The Female Jumpers' Long and Hard Road to the Olympic Games

Even though it may seem that the fairer sex only recently got into ski jumping, nothing could be farther from the truth. A better look at the history of the sport shows us that girls have loved ski jumping for more than a century and its beginnings reach back into the middle of the 19th century. Reliable Norwegian sources reveal that women first launched themselves of the top of ski jumps almost as soon as the sport gathered steam in 1863.

The first true female star of ski jumping was the Austrian countess Paula Lamberg, who set the record at 22 meters in 1911 and achieved this enviable feat while wearing a skirt. Her colleagues in Norway also loved ski jumping, even though the much less liberal country forbade their sportswomen from competing, so they could only participate in local events by dressing as men.

In the nineteen fifties, the Norway’s desire to stop girls from competing in ski jumping went so far as to concoct a scientific theory that claimed that ski jumping causes infertility in women. However, despite the adversity and numerous obstacles, girls never lost their love for this Nordic event and through the years records were broken one after another.

We had to wait until January 1998 for the breakthrough that opened the doors for the first Women’s Ski Jumping World Cup. For the first time World Female Championship was organized in St. Moritz on an Olympic ski jump during Junior Championship. It did not take long for another controversy to arise. In 2006, the International Olympic Committee (IOC) rejected the proposal to allow women to compete at the 2010 Winter Olympics in Vancouver.
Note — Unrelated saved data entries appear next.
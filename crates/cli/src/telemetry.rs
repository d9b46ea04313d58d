// Copyright 2025 New Vector Ltd.
//
// SPDX-License-Identifier: AGPL-3.0-only OR LicenseRef-Element-Commercial
// Please see LICENSE files in the repository root for full details.

//! OpenTelemetry traces and metrics export

use std::sync::OnceLock;

use anyhow::Context as _;
use avs_config::{ExporterKind, MetricsConfig, TelemetryConfig, TracingConfig};
use opentelemetry::{InstrumentationScope, KeyValue, trace::TracerProvider as _};
use opentelemetry_otlp::WithExportConfig;
use opentelemetry_sdk::{
    Resource,
    metrics::{SdkMeterProvider, periodic_reader_with_async_runtime::PeriodicReader},
    propagation::TraceContextPropagator,
    runtime::Tokio,
    trace::{
        IdGenerator, Sampler, SdkTracerProvider, Tracer,
        span_processor_with_async_runtime::BatchSpanProcessor,
    },
};
use opentelemetry_semantic_conventions as semcov;

struct Providers {
    tracer: SdkTracerProvider,
    meter: SdkMeterProvider,
}

static PROVIDERS: OnceLock<Providers> = OnceLock::new();

/// Install the global tracer and meter providers
///
/// Returns the tracer to plug into the `tracing` subscriber, or `None` when
/// traces are not exported.
pub fn setup(config: &TelemetryConfig) -> anyhow::Result<Option<Tracer>> {
    opentelemetry::global::set_text_map_propagator(TraceContextPropagator::new());

    let tracer = tracer_provider(&config.tracing).context("Failed to configure traces export")?;
    let meter = meter_provider(&config.metrics).context("Failed to configure metrics export")?;

    opentelemetry::global::set_tracer_provider(tracer.clone());
    opentelemetry::global::set_meter_provider(meter.clone());

    let exported = config.tracing.exporter != ExporterKind::None;
    let scope = InstrumentationScope::builder(env!("CARGO_PKG_NAME"))
        .with_version(crate::VERSION)
        .with_schema_url(semcov::SCHEMA_URL)
        .build();
    let layer_tracer = exported.then(|| tracer.tracer_with_scope(scope));

    PROVIDERS
        .set(Providers { tracer, meter })
        .map_err(|_| anyhow::anyhow!("telemetry was already set up"))?;

    Ok(layer_tracer)
}

/// Flush and stop the exporters, if [`setup`] ran
pub fn shutdown() -> opentelemetry_sdk::error::OTelSdkResult {
    let Some(providers) = PROVIDERS.get() else {
        return Ok(());
    };

    providers.tracer.shutdown()?;
    providers.meter.shutdown()
}

/// Generates invalid IDs, so that log lines do not carry the IDs of traces
/// which go nowhere
#[derive(Debug, Clone, Copy)]
struct NoopIdGenerator;

impl IdGenerator for NoopIdGenerator {
    fn new_trace_id(&self) -> opentelemetry::TraceId {
        opentelemetry::TraceId::INVALID
    }

    fn new_span_id(&self) -> opentelemetry::SpanId {
        opentelemetry::SpanId::INVALID
    }
}

fn tracer_provider(config: &TracingConfig) -> anyhow::Result<SdkTracerProvider> {
    let builder = SdkTracerProvider::builder().with_resource(resource());

    let provider = match config.exporter {
        ExporterKind::None => builder
            .with_id_generator(NoopIdGenerator)
            .with_sampler(Sampler::AlwaysOff)
            .build(),

        ExporterKind::Stdout => builder
            .with_sampler(sampler(config))
            .with_simple_exporter(opentelemetry_stdout::SpanExporter::default())
            .build(),

        ExporterKind::Otlp => {
            let mut exporter = opentelemetry_otlp::SpanExporter::builder().with_http();
            if let Some(endpoint) = &config.endpoint {
                exporter = exporter.with_endpoint(endpoint.as_str());
            }
            let exporter = exporter.build()?;

            builder
                .with_sampler(sampler(config))
                .with_span_processor(BatchSpanProcessor::builder(exporter, Tokio).build())
                .build()
        }
    };

    Ok(provider)
}

fn sampler(config: &TracingConfig) -> Sampler {
    let ratio = Sampler::TraceIdRatioBased(config.sample_rate.unwrap_or(1.0));
    Sampler::ParentBased(Box::new(ratio))
}

fn meter_provider(config: &MetricsConfig) -> anyhow::Result<SdkMeterProvider> {
    let builder = SdkMeterProvider::builder().with_resource(resource());

    let provider = match config.exporter {
        // Without a reader, instruments are no-ops
        ExporterKind::None => builder.build(),

        ExporterKind::Stdout => {
            let exporter = opentelemetry_stdout::MetricExporter::builder().build();
            builder
                .with_reader(PeriodicReader::builder(exporter, Tokio).build())
                .build()
        }

        ExporterKind::Otlp => {
            let mut exporter = opentelemetry_otlp::MetricExporter::builder().with_http();
            if let Some(endpoint) = &config.endpoint {
                exporter = exporter.with_endpoint(endpoint.as_str());
            }
            let exporter = exporter.build()?;

            builder
                .with_reader(PeriodicReader::builder(exporter, Tokio).build())
                .build()
        }
    };

    Ok(provider)
}

fn resource() -> Resource {
    Resource::builder()
        .with_service_name(env!("CARGO_PKG_NAME"))
        .with_attributes([
            KeyValue::new(semcov::resource::SERVICE_VERSION, crate::VERSION),
            KeyValue::new(semcov::resource::PROCESS_RUNTIME_NAME, "rust"),
        ])
        .build()
}

#[cfg(test)]
mod tests {
    use opentelemetry::metrics::MeterProvider as _;

    use super::*;

    #[test]
    fn test_disabled_exporters() {
        let meter = meter_provider(&MetricsConfig::default()).unwrap();
        let counter = meter.meter("test").u64_counter("test").build();
        counter.add(1, &[]);

        let tracer = tracer_provider(&TracingConfig::default()).unwrap();
        let _tracer = tracer.tracer("test");
    }
}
One of the reasons cited was the lack of a World Cup competition.

Fifteen ladies went looking for justice in the Canadian court but lost their suit. This, however, was not fatal to the movement as IOC passed a decision in 2011 to allow women to compete at the 2014 Winter Olympics in Sochi. A lot of credit for this achievement goes to the Slovenians and the competition in Ljubno, which is the birthplace of women’s ski jumping on the sunny side of the Alps.

“Slovenians deserve a lot of credit for this. Ljubno was the first to organize the women’s continental cup, which was an important promotional event internationally. Ljubno also hosted the first meeting of all countries that had relatively developed women’s ski jumping. The goal we set for ourselves at the meeting was to do everything that is necessary to enable women to first compete in the World Cup and then at the Olympics,” said Secretery General SSK Ljubno BTC, Rajko Pintar.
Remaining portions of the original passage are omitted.